Thursday, August 27, 2015

Writing Life Continuation - Get to the Point

Everything is so raw.  There is nothing left to mystery anymore.  Critical thinking skills have been placed aside because we don't wish to dig deeper into our reading or into our lives; we want it all there for us to see and digest quickly and easily.

I'm starting to submit short stories to journals and am finding that most of the journals I research want you to get to the point right now.  Right away.  Don't open up a story with setting.  Don't open up a story with background noise.  Get to the death in the opening paragraph so we can decide to read further as if it matters that the rest of the story is just setting you up for the eventual death of the character - If the character, in fact, dies.  If your character dies in the first sentence doesn't that mean that the rest of the story is just background noise?

I find it boring and lazy to open a story with the ending.  It works in novels, but doesn't always work for a short story. This speaks to the fast, first world that we live in.   Our need to get to the end fairly quickly has now blossomed into our writing because the publishers (and even famous writers) think you just need to get to the point already.
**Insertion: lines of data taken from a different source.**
// olo-core/src/commands/init.rs

use anyhow::{Context, Result};
use chrono::Utc;
use once_cell::sync::OnceCell;
use std::fs::{self, OpenOptions};
use std::io::Write;
use std::path::{Path, PathBuf};

use crate::config::CoreConfig;

#[derive(Debug, Clone)]
pub struct InitReport {
    pub root: PathBuf,
    pub config: CoreConfig,
    pub created: Vec<String>,
    pub existed: Vec<String>,
}

// ---------- single global init gate ----------

static INIT: OnceCell<InitReport> = OnceCell::new();

/// Idempotent global initializer. Safe to call often.
/// Returns a &'static InitReport once initialization has completed.
pub fn ensure_initialized_once() -> Result<&'static InitReport> {
    INIT.get_or_try_init(ensure_initialized)
}

/// Resolve the OLO root. Allow override via OLO_ROOT (tests/venvs).
fn olo_root() -> PathBuf {
    std::env::var_os("OLO_ROOT")
        .map(PathBuf::from)
        .unwrap_or_else(|| PathBuf::from(".olo"))
}

/// Public API: ensure initialized (idempotent). Safe to call often.
pub fn ensure_initialized() -> Result<InitReport> {
    let root = olo_root();
    let mut created = Vec::new();
    let mut existed = Vec::new();

    // Directories
    ensure_dir(&root, "", &mut created, &mut existed)?;
    ensure_dir(&root, "sessions", &mut created, &mut existed)?;
    ensure_dir(&root.join("sessions"), "refs", &mut created, &mut existed)?;
    ensure_dir(&root.join("sessions"), "projects", &mut created, &mut existed)?;
    ensure_dir(&root.join("sessions"), "dom-saves", &mut created, &mut existed)?;

    // Config
    ensure_file(
        &root,
        "config.toml",
        Some(DEFAULT_CONFIG_TOML),
        &mut created,
        &mut existed,
    )?;

    // Logbook (aggregate JSONL)
    initialize_logbook_files(&root, &mut created, &mut existed)?;

    let config = CoreConfig::load(&root)?;

    Ok(InitReport {
        root,
        config,
        created,
        existed,
    })
}

fn ensure_dir(
    base: &Path,
    rel: &str,
    created: &mut Vec<String>,
    existed: &mut Vec<String>,
) -> Result<()> {
    let p = if rel.is_empty() { base.to_path_buf() } else { base.join(rel) };
    if p.exists() {
        existed.push(if rel.is_empty() { ".".to_string() } else { rel.to_string() });
        return Ok(());
    }
    fs::create_dir_all(&p).with_context(|| format!("create_dir_all({:?})", p))?;
    created.push(if rel.is_empty() { ".".to_string() } else { rel.to_string() });
    Ok(())
}

fn ensure_file(
    base: &Path,
    rel_file: &str,
    content_if_absent: Option<&str>,
    created: &mut Vec<String>,
    existed: &mut Vec<String>,
) -> Result<()> {
    let p = base.join(rel_file);
    if p.exists() {
        existed.push(rel_file.to_string());
        return Ok(());
    }
    if let Some(text) = content_if_absent {
        write_atomic(&p, text.as_bytes())?;
    } else {
        write_atomic(&p, b"")?;
    }
    created.push(rel_file.to_string());
    Ok(())
}

fn write_atomic(path: &Path, bytes: &[u8]) -> Result<()> {
    if let Some(parent) = path.parent() {
        fs::create_dir_all(parent).with_context(|| format!("create_dir_all({:?})", parent))?;
    }
    let tmp = path.with_extension("tmp");
    {
        let mut f = OpenOptions::new()
            .create(true)
            .truncate(true)
            .write(true)
            .open(&tmp)
            .with_context(|| format!("open temp file {:?}", tmp))?;
        f.write_all(bytes)?;
        f.flush()?;
    }
    fs::rename(&tmp, path).with_context(|| format!("rename {:?} -> {:?}", tmp, path))?;
    Ok(())
}

fn ensure_seeded_jsonl(
    dir: &Path,
    file: &str,
    init_line: &str,
    created: &mut Vec<String>,
    existed: &mut Vec<String>,
) -> Result<()> {
    let p = dir.join(file);
    if !p.exists() {
        ensure_file(dir, file, Some(&(init_line.to_string() + "\n")), created, existed)?;
        return Ok(());
    }
    existed.push(file.to_string());
    // If exists but empty, seed it
    if fs::metadata(&p)?.len() == 0 {
        let mut f = OpenOptions::new().append(true).open(&p)?;
        f.write_all(init_line.as_bytes())?;
        f.write_all(b"\n")?;
    }
    Ok(())
}

fn initialize_logbook_files(
    root: &Path,
    created: &mut Vec<String>,
    existed: &mut Vec<String>,
) -> Result<()> {
    let ts = Utc::now().to_rfc3339();
    let init_event = format!(
        r#"{{"timestamp":"{}","event":"system_init","data":{{"version":"0.1.0","protocol":"OLO"}}}}"#,
        ts
    );
    ensure_seeded_jsonl(root, "logbook.jsonl", &init_event, created, existed)?;
    Ok(())
}

// ---------- defaults ----------

const DEFAULT_CONFIG_TOML: &str = r#"[system]
name = "olo"
version = "0.1.0"

[session]
sessions_path = "sessions"
dom_saves_path = "sessions/dom-saves"

[logbook]
path = "."

[search]
dom_context_chars = 60
"#;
Building up to the moment is climactic and engages us to hold on just a little while longer.  It offers hope, it offers mystery and allows you to trust the narrator.  If you get to the point right at the beginning of a story, you come across as a used car salesman.  The deal sounds great, but is it great?

I'd rather write so that you can think about your life, about the mystery, about the hope that a story can offer.  Eliminate the "fluff" they interject, not realizing that sometimes fluff is necessary when writing for people that have reality blasted onto their faces each and every day.  Sometimes, the mystery of it all is what helps us to endure and to strive to overcome.